▸ **WHAT IS BEING ASKED**: In the listing below, find every line containing "expect" and copy it out.

▸ **DATA FOR THIS TASK**:
========

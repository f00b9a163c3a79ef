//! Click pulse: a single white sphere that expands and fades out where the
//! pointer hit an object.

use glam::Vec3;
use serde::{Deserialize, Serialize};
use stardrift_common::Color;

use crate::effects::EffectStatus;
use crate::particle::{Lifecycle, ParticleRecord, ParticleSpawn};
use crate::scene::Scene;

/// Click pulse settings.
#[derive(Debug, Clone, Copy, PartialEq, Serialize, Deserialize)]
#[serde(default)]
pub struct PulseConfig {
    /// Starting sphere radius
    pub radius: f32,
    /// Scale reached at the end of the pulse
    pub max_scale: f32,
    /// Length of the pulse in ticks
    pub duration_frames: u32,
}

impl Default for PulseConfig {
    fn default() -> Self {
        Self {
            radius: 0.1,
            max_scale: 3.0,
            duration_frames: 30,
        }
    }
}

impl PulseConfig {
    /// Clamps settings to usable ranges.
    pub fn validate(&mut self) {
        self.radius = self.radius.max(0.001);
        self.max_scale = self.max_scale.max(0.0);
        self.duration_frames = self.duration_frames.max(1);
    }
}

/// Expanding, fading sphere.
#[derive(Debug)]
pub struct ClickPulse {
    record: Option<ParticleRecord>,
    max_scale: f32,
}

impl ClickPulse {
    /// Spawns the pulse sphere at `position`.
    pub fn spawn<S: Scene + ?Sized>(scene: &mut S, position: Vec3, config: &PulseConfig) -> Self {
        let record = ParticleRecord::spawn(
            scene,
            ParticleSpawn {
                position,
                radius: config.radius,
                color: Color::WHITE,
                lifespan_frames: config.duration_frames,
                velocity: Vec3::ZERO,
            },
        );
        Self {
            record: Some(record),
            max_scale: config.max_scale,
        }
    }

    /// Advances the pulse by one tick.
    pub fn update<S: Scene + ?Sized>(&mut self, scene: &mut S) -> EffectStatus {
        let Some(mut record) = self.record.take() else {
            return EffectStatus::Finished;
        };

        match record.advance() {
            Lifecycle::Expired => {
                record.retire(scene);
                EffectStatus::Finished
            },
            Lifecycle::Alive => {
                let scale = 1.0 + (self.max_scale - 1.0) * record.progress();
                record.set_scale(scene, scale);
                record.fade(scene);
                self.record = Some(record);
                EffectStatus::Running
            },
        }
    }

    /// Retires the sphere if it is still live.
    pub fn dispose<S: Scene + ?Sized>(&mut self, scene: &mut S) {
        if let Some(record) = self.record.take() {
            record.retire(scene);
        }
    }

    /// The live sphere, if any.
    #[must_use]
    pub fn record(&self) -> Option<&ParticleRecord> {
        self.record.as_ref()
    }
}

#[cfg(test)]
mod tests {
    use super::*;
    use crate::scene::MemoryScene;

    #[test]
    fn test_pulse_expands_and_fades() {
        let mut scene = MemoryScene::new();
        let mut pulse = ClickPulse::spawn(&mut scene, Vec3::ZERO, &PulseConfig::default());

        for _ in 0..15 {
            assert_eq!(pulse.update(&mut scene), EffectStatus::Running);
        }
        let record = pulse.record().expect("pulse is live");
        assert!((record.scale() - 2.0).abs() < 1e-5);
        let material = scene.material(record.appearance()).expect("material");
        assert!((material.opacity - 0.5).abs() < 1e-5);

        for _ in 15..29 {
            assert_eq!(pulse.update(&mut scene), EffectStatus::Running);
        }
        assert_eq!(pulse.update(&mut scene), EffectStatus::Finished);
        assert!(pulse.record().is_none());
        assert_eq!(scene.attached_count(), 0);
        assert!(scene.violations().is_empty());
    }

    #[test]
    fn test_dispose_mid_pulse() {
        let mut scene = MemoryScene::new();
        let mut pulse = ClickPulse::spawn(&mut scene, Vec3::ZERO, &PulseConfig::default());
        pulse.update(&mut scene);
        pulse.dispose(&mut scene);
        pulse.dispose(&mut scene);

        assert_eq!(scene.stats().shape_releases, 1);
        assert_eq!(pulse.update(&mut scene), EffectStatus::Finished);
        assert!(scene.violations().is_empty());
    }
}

========

▸ **COMPLETED TASK**:
        let record = pulse.record().expect("pulse is live");
        let material = scene.material(record.appearance()).expect("material");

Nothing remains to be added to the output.